Saturday, May 24, 2008

Postpartum Depression – Symptoms, Causes and Treatment

Postpartum Depression – Symptoms, Causes and Treatment
Author: peterhutch

Postpartum Depression that occurs during pregnancy or within a year after delivery is called perinatal depression. The exact number of women with depression during this time is unknown. But researchers believe that depression is one of the most common complications during and after pregnancy. Often, the depression is not recognized or treated, because some normal pregnancy changes cause similar symptoms and are happening at the same time.
Tiredness, problems sleeping, stronger emotional reactions, and changes in body weight may occur during pregnancy and after pregnancy. But these symptoms may also be signs of depression.

Many women experience major mood shifts after childbirth, ranging from brief, mild baby blues to longer-lasting, deeper clinical depression, which is known as postpartum depression. Feelings of sadness and depression are more common after childbirth than many people may realize. It's important for new mothers — and those who love them — to understand the symptoms of postpartum depression and to reach out to family, friends, and medical professionals for help.


Physical symptoms such as frequent headaches, chest pain, rapid heart beat, numbness, shakiness or dizziness, and mild shortness of breath suggest anxiety. Postpartum anxiety disorder is a separate disorder from postpartum depression, but the two often occur together.

A woman who has postpartum psychosis may feel cut off from her baby. She may see and hear things that aren't there. Any woman who has postpartum depression can have fleeting thoughts of suicide or of harming her baby. But a woman with postpartum psychosis may feel like she has to act on these thoughts.

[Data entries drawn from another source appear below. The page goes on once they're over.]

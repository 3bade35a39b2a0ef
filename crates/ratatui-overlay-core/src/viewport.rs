use serde::Deserialize;
use serde::Serialize;

#[derive(Clone, Copy, Debug, Default, PartialEq, Eq, Deserialize, Serialize)]
#[serde(rename_all = "lowercase")]
pub enum ScrollAxis {
    Horizontal,
    #[default]
    Vertical,
}

/// Scroll position of a viewport over a larger content area, in terminal cells.
#[derive(Clone, Copy, Debug, Default, PartialEq, Eq)]
pub struct ViewportState {
    pub x: u32,
    pub y: u32,
    pub viewport_w: u16,
    pub viewport_h: u16,
    pub content_w: u32,
    pub content_h: u32,
}

impl ViewportState {
    pub fn set_viewport(&mut self, w: u16, h: u16) {
        self.viewport_w = w;
        self.viewport_h = h;
        self.clamp();
    }

    pub fn set_content(&mut self, w: u32, h: u32) {
        self.content_w = w;
        self.content_h = h;
        self.clamp();
    }

    pub fn clamp(&mut self) {
        self.x = self.x.min(self.max_offset(ScrollAxis::Horizontal));
        self.y = self.y.min(self.max_offset(ScrollAxis::Vertical));
    }

    pub fn offset(&self, axis: ScrollAxis) -> u32 {
        match axis {
            ScrollAxis::Horizontal => self.x,
            ScrollAxis::Vertical => self.y,
        }
    }

    pub fn visible(&self, axis: ScrollAxis) -> u32 {
        match axis {
            ScrollAxis::Horizontal => self.viewport_w as u32,
            ScrollAxis::Vertical => self.viewport_h as u32,
        }
    }

    pub fn total(&self, axis: ScrollAxis) -> u32 {
        match axis {
            ScrollAxis::Horizontal => self.content_w,
            ScrollAxis::Vertical => self.content_h,
        }
    }

    /// Cells left to scroll past the end of the viewport.
    pub fn remaining(&self, axis: ScrollAxis) -> u32 {
        self.total(axis)
            .saturating_sub(self.visible(axis).saturating_add(self.offset(axis)))
    }

    pub fn scroll_by(&mut self, axis: ScrollAxis, delta: i32) {
        let next = (self.offset(axis) as i64 + delta as i64).clamp(0, self.max_offset(axis) as i64);
        self.set_offset(axis, next as u32);
    }

    pub fn scroll_y_by(&mut self, delta: i32) {
        self.scroll_by(ScrollAxis::Vertical, delta);
    }

    pub fn to_top(&mut self) {
        self.y = 0;
    }

    pub fn to_bottom(&mut self) {
        self.y = self.max_offset(ScrollAxis::Vertical);
    }

    fn set_offset(&mut self, axis: ScrollAxis, offset: u32) {
        match axis {
            ScrollAxis::Horizontal => self.x = offset,
            ScrollAxis::Vertical => self.y = offset,
        }
    }

    fn max_offset(&self, axis: ScrollAxis) -> u32 {
        self.total(axis).saturating_sub(self.visible(axis))
    }
}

Postpartum depression is caused by changes in hormones and can run in families. Women with severe premenstrual syndrome are more likely to suffer from postpartum depression.

There may be a number of reasons why a woman gets depressed. Hormone changes or a stressful life event, such as a death in the family, can cause chemical changes in the brain that lead to depression. Depression is also an illness that runs in some families. Other times, it’s not clear what causes depression.

Experts agree there are no single cause but rather a combination of hormonal, biochemical, environmental, psychological, and genetic factors. Genetics may play the largest role in postpartum depression, as the single greatest risk factor for PPD is a personal history of depression.

When you're sleep deprived and overwhelmed, you may have trouble handling even minor problems. You may be anxious about your ability to care for a newborn. You may feel less attractive or struggle with your sense of identity. You may feel that you've lost control over your life. Any of these factors can contribute to depression.


Postpartum depression can be treated in several ways. Support groups may help. Some women go to therapy or counseling with a mental health professional. This professional may talk with the woman about the risks and benefits of antidepressant medications.

Always consult a psychiatrist or other mental health professional when depressive symptoms continue or worsen; when the new mother feels or expresses a wish to harm herself, or feels or expresses a fear that she will harm the child; or when she becomes suspicious or begins to act in an unusual, bizarre manner.

If bad moods, stress, and conflicts plague the pregnancy, try to head off the probable later depression by getting help before the baby is born. Be assertive; if a doctor does not take the symptoms seriously, get a second opinion.